• _PROBLEM STATEMENT_: Once you have read the entries below, give them all again without any difference.

• _PROVIDED DATA_:
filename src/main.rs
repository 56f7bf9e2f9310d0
#[cfg(target_arch = "wasm32")]
pub fn main() {
    mirrorx_web::start();
}

#[cfg(not(target_arch = "wasm32"))]
pub fn main() {}
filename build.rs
fn main() {
    built::write_built_file().expect("Failed to acquire build-time information");
}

• _YOUR SOLUTION_:
filename src/main.rs
repository 56f7bf9e2f9310d0
#[cfg(target_arch = "wasm32")]
pub fn main() {
    mirrorx_web::start();
}

#[cfg(not(target_arch = "wasm32"))]
pub fn main() {}
filename build.rs
fn main() {
    built::write_built_file().expect("Failed to acquire build-time information");
}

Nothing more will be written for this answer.